Nature Medicine 21, 5 doi: 10.1038/nm.3852

神経因性疼痛は難治性で、臨床における重大な問題だが、その病態生理は十分解明されていない。最近の遺伝子発現プロファイリング研究では疼痛治療の新規標的が突き止められるようになったが、古典的な研究設計では、疑似手術を受けた対照グループと神経損傷グループで数百個の遺伝子の発現に差異があるために検証が難しく、特に疼痛調節の特異性に関して確認が困難であるために結果が不明確になっている。こうした問題を回避するため、我々は2種類の異系交配ラットを用いて実験を行った。
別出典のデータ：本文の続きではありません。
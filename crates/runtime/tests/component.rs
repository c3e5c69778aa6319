use std::sync::{Arc, Mutex};
use std::time::Duration;

use async_trait::async_trait;
use serde_json::{Map, json};
use sim_messages::{
    Message, MessageFactory, MessageGenerator, ResultFields, SimulationState, StatusMessage,
    Timestamp,
};
use sim_runtime::{
    BusClient, BusConfig, ComponentConfig, ComponentHandle, ComponentState, EpochContext,
    EpochProcessor, MemoryBroker, SimulationComponent,
};
use tokio::sync::mpsc;
use tokio::time::timeout;

const SIMULATION: &str = "2020-06-01T00:00:00.000Z";

/// Records every call and fails the configured epoch.
#[derive(Clone, Default)]
struct Recorder {
    epochs: Arc<Mutex<Vec<u64>>>,
    others: Arc<Mutex<Vec<String>>>,
    fail_on: Option<u64>,
}

impl Recorder {
    fn epochs(&self) -> Vec<u64> {
        self.epochs.lock().unwrap().clone()
    }
}

#[async_trait]
impl EpochProcessor for Recorder {
    async fn process_epoch(&mut self, ctx: &mut EpochContext<'_>) -> anyhow::Result<bool> {
        let epoch = ctx.epoch_number();
        self.epochs.lock().unwrap().push(epoch);
        if self.fail_on == Some(epoch) {
            anyhow::bail!("grid diverged at epoch {epoch}");
        }

        let result = ResultFields::new(epoch, ctx.triggering_message_ids())?;
        let mut attributes = Map::new();
        attributes.insert("PowerKw".into(), json!(epoch as f64 * 1.5));
        let message = ctx.generator().general("Result", Some(result), attributes)?;
        ctx.publish("Result.Grid", message)?;
        Ok(true)
    }

    async fn handle_message(
        &mut self,
        _message: Message,
        topic: &str,
        _ctx: &mut EpochContext<'_>,
    ) -> anyhow::Result<()> {
        self.others.lock().unwrap().push(topic.to_owned());
        Ok(())
    }
}

/// Plays the manager's part by hand.
struct Driver {
    client: BusClient,
    generator: MessageGenerator,
    statuses: mpsc::UnboundedReceiver<StatusMessage>,
    results: mpsc::UnboundedReceiver<Message>,
}

impl Driver {
    async fn connect(broker: &MemoryBroker) -> Self {
        let factory = MessageFactory::default();
        factory.register_general("Result");
        let client = BusClient::connect(broker, BusConfig::default(), Arc::new(factory))
            .await
            .unwrap();

        let (status_tx, statuses) = mpsc::unbounded_channel();
        client
            .add_listener(["Status.#"], move |message, _| {
                if let Message::Status(status) = message {
                    let _ = status_tx.send(status);
                }
                std::future::ready(())
            })
            .await
            .unwrap();
        let (result_tx, results) = mpsc::unbounded_channel();
        client
            .add_listener(["Result.#"], move |message, _| {
                let _ = result_tx.send(message);
                std::future::ready(())
            })
            .await
            .unwrap();

        Self {
            client,
            generator: MessageGenerator::new(SIMULATION, "manager"),
            statuses,
            results,
        }
    }

    fn epoch(&mut self, number: u64) -> Message {
        let start = Timestamp::parse("2020-06-01T00:00:00Z").unwrap();
        let start = start.plus_seconds(3600 * (number as i64 - 1)).unwrap();
        let end = start.plus_seconds(3600).unwrap();
        self.generator
            .epoch(number, vec!["grid-1".into()], start, end)
            .unwrap()
            .into()
    }

    fn send(&self, topic: &str, message: &Message) {
        self.client.publish(topic, message).unwrap();
    }

    async fn status(&mut self) -> StatusMessage {
        timeout(Duration::from_secs(1), self.statuses.recv())
            .await
            .expect("status within a second")
            .expect("status channel open")
    }

    async fn result(&mut self) -> Message {
        timeout(Duration::from_secs(1), self.results.recv())
            .await
            .expect("result within a second")
            .expect("result channel open")
    }
}

async fn start(
    broker: &MemoryBroker,
    processor: Recorder,
    config: ComponentConfig,
) -> ComponentHandle {
    SimulationComponent::new(config, processor)
        .start(broker, BusConfig::default(), Arc::new(MessageFactory::default()))
        .await
        .expect("component starts")
}

#[tokio::test]
async fn component_announces_readiness_and_processes_epochs() {
    let broker = MemoryBroker::new();
    let mut driver = Driver::connect(&broker).await;
    let recorder = Recorder::default();
    let handle = start(&broker, recorder.clone(), ComponentConfig::new(SIMULATION, "grid")).await;

    let ready = driver.status().await;
    assert!(ready.is_ready());
    assert_eq!(ready.result().epoch_number(), 0);
    assert!(ready.result().triggering_message_ids().is_empty());
    assert_eq!(handle.state(), ComponentState::AwaitingStart);

    let epoch = driver.epoch(1);
    driver.send("Epoch", &epoch);

    let result = driver.result().await;
    let Message::General(result) = result else {
        panic!("expected a result message, got {result:?}");
    };
    assert_eq!(
        result.result().map(|fields| fields.triggering_message_ids().to_vec()),
        Some(vec![epoch.message_id().unwrap().to_owned()])
    );

    let status = driver.status().await;
    assert!(status.is_ready());
    assert_eq!(status.result().epoch_number(), 1);
    assert_eq!(
        status.result().triggering_message_ids(),
        [epoch.message_id().unwrap().to_owned()]
    );

    let state = handle
        .wait_for_state(|state| *state == ComponentState::Ready { epoch: 1 })
        .await
        .unwrap();
    assert_eq!(state, ComponentState::Ready { epoch: 1 });
    assert_eq!(recorder.epochs(), [1]);

    handle.stop().await.unwrap();
    handle.wait().await.unwrap();
}

#[tokio::test]
async fn duplicate_epoch_messages_are_processed_once() {
    let broker = MemoryBroker::new();
    let mut driver = Driver::connect(&broker).await;
    let recorder = Recorder::default();
    let handle = start(&broker, recorder.clone(), ComponentConfig::new(SIMULATION, "grid")).await;
    driver.status().await;

    let epoch = driver.epoch(1);
    driver.send("Epoch", &epoch);
    driver.send("Epoch", &epoch);
    let second = driver.epoch(2);
    driver.send("Epoch", &second);

    assert_eq!(driver.status().await.result().epoch_number(), 1);
    // No second answer for the repeated message id.
    assert_eq!(driver.status().await.result().epoch_number(), 2);
    assert_eq!(recorder.epochs(), [1, 2]);

    handle.stop().await.unwrap();
}

#[tokio::test]
async fn resent_epoch_repeats_the_status_without_reprocessing() {
    let broker = MemoryBroker::new();
    let mut driver = Driver::connect(&broker).await;
    let recorder = Recorder::default();
    let handle = start(&broker, recorder.clone(), ComponentConfig::new(SIMULATION, "grid")).await;
    driver.status().await;

    let first = driver.epoch(1);
    driver.send("Epoch", &first);
    driver.status().await;

    // Same epoch under a fresh message id, as a resend would carry.
    let resent = driver.epoch(1);
    driver.send("Epoch", &resent);
    let status = driver.status().await;
    assert_eq!(status.result().epoch_number(), 1);
    assert_eq!(
        status.result().triggering_message_ids(),
        [resent.message_id().unwrap().to_owned()]
    );
    assert_eq!(recorder.epochs(), [1]);

    handle.stop().await.unwrap();
}

#[tokio::test]
async fn failed_epoch_reports_error_until_restart() {
    let broker = MemoryBroker::new();
    let mut driver = Driver::connect(&broker).await;
    let recorder = Recorder {
        fail_on: Some(2),
        ..Recorder::default()
    };
    let handle = start(&broker, recorder.clone(), ComponentConfig::new(SIMULATION, "grid")).await;
    driver.status().await;

    let first = driver.epoch(1);
    driver.send("Epoch", &first);
    driver.status().await;

    let second = driver.epoch(2);
    driver.send("Epoch", &second);
    let error = driver.status().await;
    assert!(!error.is_ready());
    assert_eq!(error.result().epoch_number(), 2);
    assert!(error.description().unwrap().contains("grid diverged at epoch 2"));
    handle
        .wait_for_state(|state| *state == ComponentState::Error { epoch: 2 })
        .await
        .unwrap();

    // Epochs are not answered while in error.
    let third = driver.epoch(3);
    driver.send("Epoch", &third);
    tokio::time::sleep(Duration::from_millis(100)).await;
    assert_eq!(recorder.epochs(), [1, 2]);

    assert!(handle.restart().await.unwrap());
    assert_eq!(handle.state(), ComponentState::Ready { epoch: 1 });
    assert!(!handle.restart().await.unwrap());

    let retry = driver.epoch(2);
    driver.send("Epoch", &retry);
    let error = driver.status().await;
    assert_eq!(error.result().epoch_number(), 2);
    assert!(!error.is_ready());

    handle.stop().await.unwrap();
}

#[tokio::test]
async fn messages_from_other_simulations_are_ignored() {
    let broker = MemoryBroker::new();
    let mut driver = Driver::connect(&broker).await;
    let recorder = Recorder::default();
    let handle = start(&broker, recorder.clone(), ComponentConfig::new(SIMULATION, "grid")).await;
    driver.status().await;

    let foreign: Message = MessageGenerator::new("another-simulation", "manager")
        .epoch(
            1,
            vec!["x-1".into()],
            Timestamp::parse("2020-06-01T00:00:00Z").unwrap(),
            Timestamp::parse("2020-06-01T01:00:00Z").unwrap(),
        )
        .unwrap()
        .into();
    driver.send("Epoch", &foreign);
    let epoch = driver.epoch(1);
    driver.send("Epoch", &epoch);

    assert_eq!(driver.status().await.result().epoch_number(), 1);
    assert_eq!(recorder.epochs(), [1]);
    handle.stop().await.unwrap();
}

#[tokio::test]
async fn start_announcement_is_answered_and_stop_ends_the_component() {
    let broker = MemoryBroker::new();
    let mut driver = Driver::connect(&broker).await;
    let config = ComponentConfig::new(SIMULATION, "grid");
    let handle = start(&broker, Recorder::default(), config).await;
    assert_eq!(driver.status().await.result().epoch_number(), 0);

    let running: Message = driver
        .generator
        .simulation_state(SimulationState::Running, Some("Test run".into()), None)
        .unwrap()
        .into();
    driver.send("SimState", &running);
    let repeated = driver.status().await;
    assert!(repeated.is_ready());
    assert_eq!(repeated.result().epoch_number(), 0);

    let stopped: Message = driver
        .generator
        .simulation_state(SimulationState::Stopped, None, None)
        .unwrap()
        .into();
    driver.send("SimState", &stopped);
    let state = handle.wait_for_state(ComponentState::is_stopped).await.unwrap();
    assert_eq!(state, ComponentState::Stopped);
    handle.wait().await.unwrap();
}

#[tokio::test]
async fn other_topics_reach_the_message_handler() {
    let broker = MemoryBroker::new();
    let mut driver = Driver::connect(&broker).await;
    let recorder = Recorder::default();
    let config = ComponentConfig::new(SIMULATION, "storage").with_other_topics(["Forecast.#"]);
    let handle = start(&broker, recorder.clone(), config).await;
    driver.status().await;

    let forecast: Message = driver
        .generator
        .status_ready(0, Vec::new())
        .unwrap()
        .into();
    driver.send("Forecast.Weather", &forecast);
    let epoch = driver.epoch(1);
    driver.send("Epoch", &epoch);
    driver.status().await;

    assert_eq!(*recorder.others.lock().unwrap(), ["Forecast.Weather"]);
    handle.stop().await.unwrap();
}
これらは、神経因性疼痛に対する過敏性の差異に関して選択的に交配を行った結果として遺伝的に隔離されている点以外は遺伝的に類似している。セリンプロテアーゼ阻害物質であるSerpinA3Nは、神経損傷後の後根神経節(DRG)で発現が増加するが、これはSerpinA3Nのマウスホモログについても確認された。SerpinA3Nを欠損するマウスは、神経因性の機械的異痛症を野生型(WT)マウスよりも多く発症し、WTマウスでは外因性のSerpinA3N投与によって機械的異痛症が軽減された。神経損傷後にはTリンパ球がDRGに浸潤し、白血球エラスターゼ(LE)を放出するが、これはDRGニューロンに由来するSerpinA3Nにより阻害された。LEを遺伝的に欠損させたり、WTマウスにLE阻害薬のシベラスタットを投与したりすると、神経因性の機械的異痛症が軽減された。まとめると本研究は、神経因性疼痛の調節に、セルピンスーパーファミリーのメンバーの1つと白血球エラスターゼ、そして神経とT細胞間のクロストークがこれまで知られていなかった臨床的役割を持つことを明らかにしている。